I am analyzing a sample of about 6000 actions carried out by about 500 multinational companies in about 80 countries during a 6 year period. Actions are carried out randomly, and are not longitudinal measurements for the same multinational over time. The actions can be of two types (A or B). My motive is find correlations between a set of predictors and the occurrence of A. As the outcome is binary, I am applying logistic regression.

Each action is conducted by a multinational in a country in a year. Predictor variables are measurements dependent on the multinational and year (e.g. number of employees), and country and year (e.g. GDP) respectively.

This means that because these measurements are based on categorical variables on other levels than the action itself (multinational level and country level), a lot of measurement values in the sample will be equal for multiple actions (observations).
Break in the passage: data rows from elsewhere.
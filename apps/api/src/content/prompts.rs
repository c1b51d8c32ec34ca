//! Prompt templates for SEO content generation.
//!
//! A prompt is the fixed role/context preamble (location, targets, required
//! JSON reply shape) followed by one page-type-specific instruction block.

use crate::content::generator::ContentRequest;
use crate::models::research::PageType;

/// Content rules and the required reply shape, shared by every page type.
/// The JSON field names here are load-bearing: the parser expects them.
const CONTENT_REQUIREMENTS: &str = r#"CONTENT REQUIREMENTS:
1. Write naturally and conversationally while maintaining professionalism
2. Include specific local references (streets, landmarks, neighborhoods)
3. Answer real customer questions comprehensively
4. Include pricing guidance and permit information
5. Use semantic SEO - naturally include related terms and concepts
6. Structure content with clear headings (H2, H3)
7. Write for featured snippets (direct answers, tables, lists)
8. Include actionable advice and practical tips

RESPONSE FORMAT (JSON):
{
  "title": "SEO-optimized page title with primary keyword",
  "metaDescription": "Compelling 155-character meta description with CTA",
  "content": "Full HTML content with proper heading structure",
  "questions": [
    {
      "question": "Question text",
      "answer": "Detailed answer (200-400 words)"
    }
  ],
  "keywords": ["primary keyword", "semantic keyword 1", "semantic keyword 2", ...]
}
"#;

const MAIN_CITY_FOCUS: &str = r#"MAIN CITY PAGE FOCUS:
- Primary keyword: "dumpster rental [city]"
- Cover ALL aspects: residential, commercial, construction, roofing
- Include comprehensive pricing guide (by size)
- Detail permit requirements and regulations
- List major neighborhoods served
- Include local dump/transfer station information
- Add section on delivery areas and restrictions
- Include real customer reviews/testimonials structure
- Cover dumpster sizes (10, 20, 30, 40 yard) in detail

EXAMPLE QUESTIONS TO ANSWER:
- How much does it cost to rent a dumpster in [city]?
- What size dumpster do I need for [project type]?
- Do I need a permit for a dumpster in [city]?
- How long can I keep the dumpster?
- What can't I put in a dumpster?
- Same-day dumpster rental options
- Weight limits and overage charges
"#;

/// Replace `{topic}` and `{topic_upper}` before sending.
const TOPIC_FOCUS_TEMPLATE: &str = r#"TOPIC PAGE FOCUS ({topic}):
- Target keyword: "{topic} dumpster rental [city]"
- Deep dive into this specific use case
- Include project-specific advice
- Detail typical project timelines
- List what materials are commonly disposed
- Provide size recommendations for this project type
- Include cost breakdowns specific to {topic}
- Add safety considerations
- Include local regulations specific to {topic} projects

EXAMPLE QUESTIONS FOR {topic_upper}:
- What size dumpster for {topic} project?
- How much does {topic} dumpster rental cost?
- What can I throw away from {topic}?
- {topic} dumpster rental tips
- Best practices for {topic} waste disposal
"#;

/// Replace `{neighborhood}` and `{neighborhood_upper}` before sending.
const NEIGHBORHOOD_FOCUS_TEMPLATE: &str = r#"NEIGHBORHOOD PAGE FOCUS ({neighborhood}):
- Target keyword: "dumpster rental {neighborhood}"
- Hyper-local content with specific street names
- Mention local landmarks near {neighborhood}
- Include {neighborhood}-specific delivery considerations
- Detail permit requirements for {neighborhood}
- Discuss HOA considerations if applicable
- Include parking/placement tips for {neighborhood} streets
- Mention nearby dump locations
- Include {neighborhood} demographics context

EXAMPLE QUESTIONS FOR {neighborhood_upper}:
- Dumpster rental delivery to {neighborhood}
- Parking requirements in {neighborhood}
- Best dumpster sizes for {neighborhood} homes
- {neighborhood} permit information
- HOA rules in {neighborhood}
"#;

/// Builds the full generation prompt for one content request.
pub fn build_content_prompt(request: &ContentRequest) -> String {
    let mut prompt = String::with_capacity(4096);

    prompt.push_str(
        "You are an expert SEO content writer specializing in local service businesses.\n\
         Generate comprehensive, engaging, and SEO-optimized content for a dumpster rental business.\n\n",
    );
    prompt.push_str(&format!(
        "TARGET LOCATION: {}, {}\n",
        request.city, request.state
    ));
    prompt.push_str(&format!("PAGE TYPE: {}\n", request.page_type.as_str()));
    if let Some(topic) = &request.topic {
        prompt.push_str(&format!("TOPIC: {topic}\n"));
    }
    if let Some(neighborhood) = &request.neighborhood {
        prompt.push_str(&format!("NEIGHBORHOOD: {neighborhood}\n"));
    }
    prompt.push_str(&format!(
        "TARGET WORD COUNT: {} words\n",
        request.target_word_count
    ));
    prompt.push_str(&format!(
        "TARGET QUESTIONS: {} questions\n\n",
        request.target_question_count
    ));

    prompt.push_str(CONTENT_REQUIREMENTS);
    prompt.push('\n');
    prompt.push_str(&page_type_instructions(request));

    prompt
}

/// The page-type-specific instruction block, with topic/neighborhood
/// injected where the template calls for them.
fn page_type_instructions(request: &ContentRequest) -> String {
    match request.page_type {
        PageType::MainCity => MAIN_CITY_FOCUS.to_string(),
        PageType::Topic => {
            let topic = request.topic.as_deref().unwrap_or_default();
            TOPIC_FOCUS_TEMPLATE
                .replace("{topic_upper}", &topic.to_uppercase())
                .replace("{topic}", topic)
        }
        PageType::Neighborhood => {
            let neighborhood = request.neighborhood.as_deref().unwrap_or_default();
            NEIGHBORHOOD_FOCUS_TEMPLATE
                .replace("{neighborhood_upper}", &neighborhood.to_uppercase())
                .replace("{neighborhood}", neighborhood)
        }
    }
}

#[cfg(test)]
mod tests {
    use super::*;

    fn request(page_type: PageType) -> ContentRequest {
        ContentRequest {
            city: "Austin".to_string(),
            state: "Texas".to_string(),
            page_type,
            topic: None,
            neighborhood: None,
            target_word_count: 8500,
            target_question_count: 45,
        }
    }

    #[test]
    fn test_prompt_contains_location_and_targets() {
        let prompt = build_content_prompt(&request(PageType::MainCity));
        assert!(prompt.contains("TARGET LOCATION: Austin, Texas"));
        assert!(prompt.contains("TARGET WORD COUNT: 8500 words"));
        assert!(prompt.contains("TARGET QUESTIONS: 45 questions"));
        assert!(prompt.contains("PAGE TYPE: main_city"));
    }

    #[test]
    fn test_prompt_states_required_reply_shape() {
        let prompt = build_content_prompt(&request(PageType::MainCity));
        assert!(prompt.contains("RESPONSE FORMAT (JSON)"));
        assert!(prompt.contains("\"metaDescription\""));
        assert!(prompt.contains("\"questions\""));
        assert!(prompt.contains("\"keywords\""));
    }

    #[test]
    fn test_main_city_prompt_uses_main_city_block() {
        let prompt = build_content_prompt(&request(PageType::MainCity));
        assert!(prompt.contains("MAIN CITY PAGE FOCUS"));
        assert!(!prompt.contains("TOPIC PAGE FOCUS"));
    }

    #[test]
    fn test_topic_prompt_injects_topic() {
        let mut req = request(PageType::Topic);
        req.topic = Some("roofing".to_string());
        let prompt = build_content_prompt(&req);
        assert!(prompt.contains("TOPIC PAGE FOCUS (roofing)"));
        assert!(prompt.contains("EXAMPLE QUESTIONS FOR ROOFING"));
        assert!(prompt.contains("TOPIC: roofing\n"));
    }

    #[test]
    fn test_neighborhood_prompt_injects_neighborhood() {
        let mut req = request(PageType::Neighborhood);
        req.neighborhood = Some("Hyde Park".to_string());
        let prompt = build_content_prompt(&req);
        assert!(prompt.contains("NEIGHBORHOOD PAGE FOCUS (Hyde Park)"));
        assert!(prompt.contains("EXAMPLE QUESTIONS FOR HYDE PARK"));
        assert!(prompt.contains("NEIGHBORHOOD: Hyde Park\n"));
    }

    #[test]
    fn test_optional_lines_omitted_when_absent() {
        let prompt = build_content_prompt(&request(PageType::MainCity));
        assert!(!prompt.contains("TOPIC:"));
        assert!(!prompt.contains("NEIGHBORHOOD:"));
    }
}
// Research jobs: one job turns a (city, page type) pair into generated,
// SEO-enriched page content persisted on the job row.

pub mod handlers;
pub mod workflow;
//! Parses the generation service's free-text reply into a structured
//! content record.
//!
//! The model is asked for bare JSON but routinely wraps it in prose or
//! markdown code fences, so the parser takes the substring from the first
//! `{` to the last `}` and parses that. Missing `questions`/`keywords`
//! default to empty; a missing `title`, `metaDescription`, or `content`
//! is an error.

use serde::{Deserialize, Serialize};
use thiserror::Error;

use crate::models::research::QuestionAnswer;

#[derive(Debug, Error)]
pub enum ParseError {
    #[error("no JSON object found in generation reply")]
    MissingJson,

    #[error("generation reply JSON is invalid: {0}")]
    Json(#[from] serde_json::Error),
}

/// Structured content extracted from one generation reply, plus derived
/// metrics. `word_count` counts whitespace-delimited tokens of `content`
/// after stripping markup tags.
#[derive(Debug, Clone, Serialize)]
#[serde(rename_all = "camelCase")]
pub struct GeneratedContent {
    pub title: String,
    pub meta_description: String,
    pub content: String,
    pub questions: Vec<QuestionAnswer>,
    pub keywords: Vec<String>,
    pub word_count: usize,
    pub questions_count: usize,
}

/// The reply shape the prompt demands. Lenient on the list fields only.
#[derive(Debug, Deserialize)]
#[serde(rename_all = "camelCase")]
struct RawContent {
    title: String,
    meta_description: String,
    content: String,
    #[serde(default)]
    questions: Vec<QuestionAnswer>,
    #[serde(default)]
    keywords: Vec<String>,
}

/// Parses a raw generation reply into a `GeneratedContent`.
pub fn parse_content_reply(reply: &str) -> Result<GeneratedContent, ParseError> {
    let json = extract_json_object(reply).ok_or(ParseError::MissingJson)?;
    let raw: RawContent = serde_json::from_str(json)?;

    let word_count = count_words(&raw.content);
    let questions_count = raw.questions.len();

    Ok(GeneratedContent {
        title: raw.title,
        meta_description: raw.meta_description,
        content: raw.content,
        questions: raw.questions,
        keywords: raw.keywords,
        word_count,
        questions_count,
    })
}

/// Returns the substring spanning the first `{` through the last `}`,
/// tolerating explanatory prose or code fences around it.
fn extract_json_object(text: &str) -> Option<&str> {
    let start = text.find('{')?;
    let end = text.rfind('}')?;
    (end >= start).then(|| &text[start..=end])
}

/// Counts whitespace-delimited words in HTML content, ignoring tags.
fn count_words(html: &str) -> usize {
    strip_html_tags(html).split_whitespace().count()
}

/// Replaces `<...>` tag spans with spaces so adjacent words stay separated.
fn strip_html_tags(html: &str) -> String {
    let mut text = String::with_capacity(html.len());
    let mut in_tag = false;
    for c in html.chars() {
        match c {
            '<' => in_tag = true,
            '>' if in_tag => {
                in_tag = false;
                text.push(' ');
            }
            _ if !in_tag => text.push(c),
            _ => {}
        }
    }
    text
}

#[cfg(test)]
mod tests {
    use super::*;

    const FENCED_REPLY: &str = r#"Here is the content you asked for:
```json
{"title":"T","metaDescription":"D","content":"<p>a b c</p>","questions":[{"question":"Q","answer":"A"}],"keywords":["k"]}
```
Let me know if you need revisions."#;

    #[test]
    fn test_parses_fenced_reply_with_surrounding_prose() {
        let content = parse_content_reply(FENCED_REPLY).unwrap();
        assert_eq!(content.title, "T");
        assert_eq!(content.meta_description, "D");
        assert_eq!(content.word_count, 3);
        assert_eq!(content.questions_count, 1);
        assert_eq!(content.keywords, vec!["k".to_string()]);
        assert_eq!(content.questions[0].question, "Q");
    }

    #[test]
    fn test_reply_without_json_object_is_an_error() {
        let err = parse_content_reply("Sorry, I cannot help with that.").unwrap_err();
        assert!(matches!(err, ParseError::MissingJson));
    }

    #[test]
    fn test_missing_questions_and_keywords_default_to_empty() {
        let reply = r#"{"title":"T","metaDescription":"D","content":"body"}"#;
        let content = parse_content_reply(reply).unwrap();
        assert!(content.questions.is_empty());
        assert!(content.keywords.is_empty());
        assert_eq!(content.questions_count, 0);
    }

    #[test]
    fn test_missing_title_is_an_error() {
        let reply = r#"{"metaDescription":"D","content":"body"}"#;
        let err = parse_content_reply(reply).unwrap_err();
        assert!(matches!(err, ParseError::Json(_)));
    }

    #[test]
    fn test_nested_braces_inside_content_survive_extraction() {
        let reply = r#"note {"title":"T","metaDescription":"D","content":"a {b} c"} done"#;
        let content = parse_content_reply(reply).unwrap();
        assert_eq!(content.content, "a {b} c");
    }

    #[test]
    fn test_count_words_strips_tags_and_collapses_whitespace() {
        assert_eq!(count_words("<h2>Pricing</h2><p>by  the\nton</p>"), 4);
        assert_eq!(count_words("<p></p>"), 0);
        assert_eq!(count_words(""), 0);
    }
}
E.g. all actions occurring in the same year and country (although by different multinationals) will have the same GDP value. Similarly actions in a year carried out by the same multinational (but in different countries) will have the same number of employees value.

Example:

Multinational Country Year SizeAsNumberOfEmployees GDPOfCountry Choice

MultinationalA CountryA 2008 45 55 A
MultinationalB CountryA 2008 23 55 A
MultinationalC CountryA 2008 99 55 B
MultinationalA CountryB 2008 45 77 B
MultinationalA CountryB 2010 48 83 A
MultinationalB CountryB 2010 28 83 B

So to summarize: predictor variables are measured on a different level than the observations (country, multinational vs. action(obs)) and thus many observations may be associated with equal values that correspond to the groups/levels for which they are measured.

Is this a concern, and if it is how should this be modelled? Is there a need for a multilevel model approach in this case or can I simply use simple logistic regression?